impl<C: 'static, R: 'static> PriorityScheduler<C, R> {
    /// Create a scheduler running at most `jobs_limit` jobs at once.
    ///
    /// Resources are created lazily through `resource_factory`.
    pub fn new(
        resource_factory: impl ResourceFactory<R> + 'static,
        jobs_limit: usize,
        prioritizer: impl Prioritizer<C> + 'static,
        options: SchedulerOptions,
    ) -> Self {
        debug!(
            scheduler = %options.name,
            jobs_limit,
            num_new_jobs = options.num_new_jobs,
            guaranteed = options.resources_guaranteed_for_high_priority,
            "scheduler created"
        );

        Self {
            state: Rc::new(RefCell::new(SchedulerState {
                options,
                prioritizer: Box::new(prioritizer),
                resource_factory: Box::new(resource_factory),
                free_resources: Vec::with_capacity(jobs_limit),
                free_resources_count: jobs_limit,
                new_jobs: VecDeque::new(),
                old_jobs_by_priority: BTreeMap::new(),
                pending_jobs_count: 0,
                schedules_counter: 0,
            })),
        }
    }

    /// Submit a job.
    ///
    /// With a negative priority, `on_aborted` runs immediately and the job is
    /// dropped. Otherwise the job runs now if a resource is free and its
    /// priority clears the guarantee floor, else it waits. `job` receives the
    /// resource and must eventually hand it back through [`Self::job_done`]
    /// or [`Self::try_yield`].
    pub fn enqueue_job(
        &self,
        job: impl FnOnce(R, C) + 'static,
        context: C,
        on_aborted: impl FnOnce(C) + 'static,
    ) -> Result<(), SchedulerError> {
        let job = Job {
            run: Box::new(job),
            on_aborted: Box::new(on_aborted),
            context,
        };

        let dispatch = self.state.borrow_mut().enqueue(job)?;
        dispatch.run();
        Ok(())
    }

    /// Return a resource after a job finished, and schedule the best pending
    /// job on it.
    pub fn job_done(&self, resource: R) -> Result<(), SchedulerError> {
        let dispatch = {
            let mut state = self.state.borrow_mut();
            let mut dispatch = Dispatch::new();
            state.resource_freed(resource, &mut dispatch);
            state.ensure_pending_jobs_count()?;
            dispatch
        };
        dispatch.run();
        Ok(())
    }

    /// Offer the resource of a running job to higher-priority work.
    ///
    /// The running job checkpoints itself as `continuation`. If a new job
    /// with a strictly higher priority waits, `on_yielded` is called, the
    /// continuation is queued at its current priority and the resource goes
    /// to the other job. If the context's priority turned negative, the job
    /// is aborted and the resource freed. Otherwise the continuation runs
    /// right away with the same resource.
    pub fn try_yield(
        &self,
        continuation: impl FnOnce(R, C) + 'static,
        context: C,
        on_aborted: impl FnOnce(C) + 'static,
        on_yielded: impl FnOnce(&C) + 'static,
        resource: R,
    ) -> Result<YieldOutcome, SchedulerError>
    where
        C: Clone,
    {
        let job = Job {
            run: Box::new(continuation),
            on_aborted: Box::new(on_aborted),
            context,
        };

        let (dispatch, outcome) = {
            let mut state = self.state.borrow_mut();
            let mut dispatch = Dispatch::new();
            let priority = state.priority_of(&job.context);

            let outcome = if priority < 0 {
                debug!(scheduler = %state.options.name, priority, "running job aborted on yield");
                dispatch.aborted.push(job);
                state.resource_freed(resource, &mut dispatch);
                YieldOutcome::Aborted
            } else if let Some(higher) =
                state.take_best_new_job(priority.saturating_add(1), &mut dispatch)
            {
                debug!(scheduler = %state.options.name, priority, "job yielded resource");
                dispatch.yielded = Some((Box::new(on_yielded), job.context.clone()));
                state.enqueue_new_job(job, &mut dispatch);
                state.schedule(higher, resource, &mut dispatch);
                YieldOutcome::Yielded
            } else {
                dispatch.scheduled = Some((job, resource));
                YieldOutcome::Continued
            };

            state.ensure_pending_jobs_count()?;
            (dispatch, outcome)
        };

        dispatch.run();
        Ok(outcome)
    }

    /// Whether a running job with this context should stop: its priority is
    /// negative, or a new job with a higher priority is waiting.
    ///
    /// Waiting jobs found to have a negative priority are aborted on the way.
    pub fn should_yield_or_abort(&self, context: &C) -> Result<bool, SchedulerError> {
        let (dispatch, should_stop) = {
            let mut state = self.state.borrow_mut();
            let mut dispatch = Dispatch::new();
            let priority = state.priority_of(context);
            let should_stop =
                priority < 0 || state.has_new_job_with_higher_priority(priority, &mut dispatch);
            state.ensure_pending_jobs_count()?;
            (dispatch, should_stop)
        };
        dispatch.run();
        Ok(should_stop)
    }

    /// Number of jobs waiting for a resource.
    pub fn pending_jobs_count(&self) -> usize {
        self.state.borrow().pending_jobs_count
    }

    /// Number of jobs in the recent list.
    pub fn new_jobs_count(&self) -> usize {
        self.state.borrow().new_jobs.len()
    }

    /// Number of resources not held by a running job.
    pub fn free_resources_count(&self) -> usize {
        self.state.borrow().free_resources_count
    }

    /// Verify the pending job count against the queues.
    pub fn check_invariants(&self) -> Result<(), SchedulerError> {
        self.state.borrow().ensure_pending_jobs_count()
    }
}

impl<C, R> SchedulerState<C, R> {
    fn priority_of(&self, context: &C) -> i32 {
        self.prioritizer.priority(context)
    }

    fn enqueue(&mut self, job: Job<C, R>) -> Result<Dispatch<C, R>, SchedulerError> {
        let mut dispatch = Dispatch::new();
        let priority = self.priority_of(&job.context);

        if priority < 0 {
            debug!(scheduler = %self.options.name, priority, "job aborted on enqueue");
            dispatch.aborted.push(job);
            return Ok(dispatch);
        }

        if priority >= self.minimal_priority_to_schedule() {
            if let Some(resource) = self.try_get_free_resource() {
                self.schedule(job, resource, &mut dispatch);
                self.ensure_pending_jobs_count()?;
                return Ok(dispatch);
            }
        }

        trace!(scheduler = %self.options.name, priority, "job queued");
        self.enqueue_new_job(job, &mut dispatch);
        self.ensure_pending_jobs_count()?;
        Ok(dispatch)
    }

    /// The lowest priority allowed to take a resource right now.
    fn minimal_priority_to_schedule(&self) -> i32 {
        let guaranteed = self.options.resources_guaranteed_for_high_priority;
        if guaranteed > 0 && self.free_resources_count <= guaranteed {
            self.options.high_priority_to_guarantee_resource
        } else {
            0
        }
    }

    fn try_get_free_resource(&mut self) -> Option<R> {
        if self.free_resources_count == 0 {
            return None;
        }

        self.free_resources_count -= 1;
        let resource = match self.free_resources.pop() {
            Some(resource) => resource,
            None => self.resource_factory.create(),
        };
        Some(resource)
    }

    fn resource_freed(&mut self, resource: R, dispatch: &mut Dispatch<C, R>) {
        // The floor is computed as if the resource were already back.
        self.free_resources_count += 1;
        let min_priority = self.minimal_priority_to_schedule();
        self.free_resources_count -= 1;

        let next = match self.take_best_new_job(min_priority, dispatch) {
            Some(job) => Some(job),
            None => self.take_old_job(min_priority, dispatch),
        };

        match next {
            Some(job) => self.schedule(job, resource, dispatch),
            None => {
                self.free_resources.push(resource);
                self.free_resources_count += 1;
            }
        }
    }

    fn schedule(&mut self, job: Job<C, R>, resource: R, dispatch: &mut Dispatch<C, R>) {
        self.schedules_counter += 1;
        if self.schedules_counter >= self.options.num_jobs_before_rerank_old_priorities {
            self.schedules_counter = 0;
            self.rerank_priorities(dispatch);
        }

        trace!(
            scheduler = %self.options.name,
            pending = self.pending_jobs_count,
            free = self.free_resources_count,
            "job scheduled"
        );
        dispatch.scheduled = Some((job, resource));
    }

    fn enqueue_new_job(&mut self, job: Job<C, R>, dispatch: &mut Dispatch<C, R>) {
        self.pending_jobs_count += 1;
        self.new_jobs.push_front(job);

        if self.new_jobs.len() <= self.options.num_new_jobs {
            return;
        }

        if let Some(oldest) = self.new_jobs.pop_back() {
            self.enqueue_old_job(oldest, dispatch);
        }
    }

    fn enqueue_old_job(&mut self, job: Job<C, R>, dispatch: &mut Dispatch<C, R>) {
        let priority = self.priority_of(&job.context);
        if priority < 0 {
            self.pending_jobs_count -= 1;
            dispatch.aborted.push(job);
            return;
        }

        self.old_jobs_by_priority
            .entry(priority)
            .or_default()
            .push(job);
    }

    /// Remove and return the new job with the highest current priority that
    /// is at least `min_priority`. Ties go to the most recent job.
    fn take_best_new_job(
        &mut self,
        min_priority: i32,
        dispatch: &mut Dispatch<C, R>,
    ) -> Option<Job<C, R>> {
        let mut best: Option<(usize, i32)> = None;
        let mut idx = 0;

        while idx < self.new_jobs.len() {
            let priority = self.priority_of(&self.new_jobs[idx].context);

            if priority < 0 {
                if let Some(job) = self.new_jobs.remove(idx) {
                    self.pending_jobs_count -= 1;
                    dispatch.aborted.push(job);
                }
                continue;
            }

            if priority >= min_priority && best.map_or(true, |(_, found)| priority > found) {
                best = Some((idx, priority));
            }
            idx += 1;
        }

        let (idx, _) = best?;
        let job = self.new_jobs.remove(idx)?;
        self.pending_jobs_count -= 1;
        Some(job)
    }

    fn has_new_job_with_higher_priority(
        &mut self,
        low_priority: i32,
        dispatch: &mut Dispatch<C, R>,
    ) -> bool {
        let mut idx = 0;
        while idx < self.new_jobs.len() {
            let priority = self.priority_of(&self.new_jobs[idx].context);

            if priority < 0 {
                if let Some(job) = self.new_jobs.remove(idx) {
                    self.pending_jobs_count -= 1;
                    dispatch.aborted.push(job);
                }
                continue;
            }

            if priority > low_priority {
                return true;
            }
            idx += 1;
        }
        false
    }

    /// Take an old job, scanning buckets from the highest priority down to
    /// `min_priority`, most recent first inside a bucket.
    fn take_old_job(
        &mut self,
        min_priority: i32,
        dispatch: &mut Dispatch<C, R>,
    ) -> Option<Job<C, R>> {
        let mut upper: Option<i32> = None;

        loop {
            let bucket_priority = match upper {
                None => self.old_jobs_by_priority.keys().next_back().copied(),
                Some(bound) => self
                    .old_jobs_by_priority
                    .range(..bound)
                    .next_back()
                    .map(|(priority, _)| *priority),
            }?;

            if bucket_priority < min_priority {
                return None;
            }
            upper = Some(bucket_priority);

            while let Some(job) = self
                .old_jobs_by_priority
                .get_mut(&bucket_priority)
                .and_then(Vec::pop)
            {
                let priority = self.priority_of(&job.context);

                if priority < 0 {
                    self.pending_jobs_count -= 1;
                    dispatch.aborted.push(job);
                } else if priority >= bucket_priority {
                    self.remove_bucket_if_empty(bucket_priority);
                    self.pending_jobs_count -= 1;
                    return Some(job);
                } else {
                    // Lower buckets are visited later in this scan.
                    self.old_jobs_by_priority
                        .entry(priority)
                        .or_default()
                        .push(job);
                }
            }

            self.old_jobs_by_priority.remove(&bucket_priority);
        }
    }

    fn remove_bucket_if_empty(&mut self, priority: i32) {
        if self
            .old_jobs_by_priority
            .get(&priority)
            .is_some_and(Vec::is_empty)
        {
            self.old_jobs_by_priority.remove(&priority);
        }
    }

    /// Redistribute every pending job into the priority buckets by its
    /// current priority.
    fn rerank_priorities(&mut self, dispatch: &mut Dispatch<C, R>) {
        let old_buckets = std::mem::take(&mut self.old_jobs_by_priority);
        let new_jobs = std::mem::take(&mut self.new_jobs);

        if old_buckets.is_empty() && new_jobs.is_empty() {
            return;
        }

        // Oldest first, so the most recent jobs end on top of their bucket.
        for job in old_buckets.into_values().flatten() {
            self.enqueue_old_job(job, dispatch);
        }
        for job in new_jobs.into_iter().rev() {
            self.enqueue_old_job(job, dispatch);
        }

        debug!(
            scheduler = %self.options.name,
            buckets = ?self
                .old_jobs_by_priority
                .iter()
                .map(|(priority, jobs)| (*priority, jobs.len()))
                .collect::<Vec<_>>(),
            "rerank"
        );
    }

    fn ensure_pending_jobs_count(&self) -> Result<(), SchedulerError> {
        let old_jobs: usize = self.old_jobs_by_priority.values().map(Vec::len).sum();
        let queued = old_jobs + self.new_jobs.len();

        if queued != self.pending_jobs_count {
            return Err(SchedulerError::InconsistentJobCount {
                counted: self.pending_jobs_count,
                queued,
            });
        }
        Ok(())
    }
}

•••••

WORK ORDER> Using the data above, count the lines that hold the string "debug". Report the number and nothing else.

SOLUTION FOR THIS PROBLEM> 5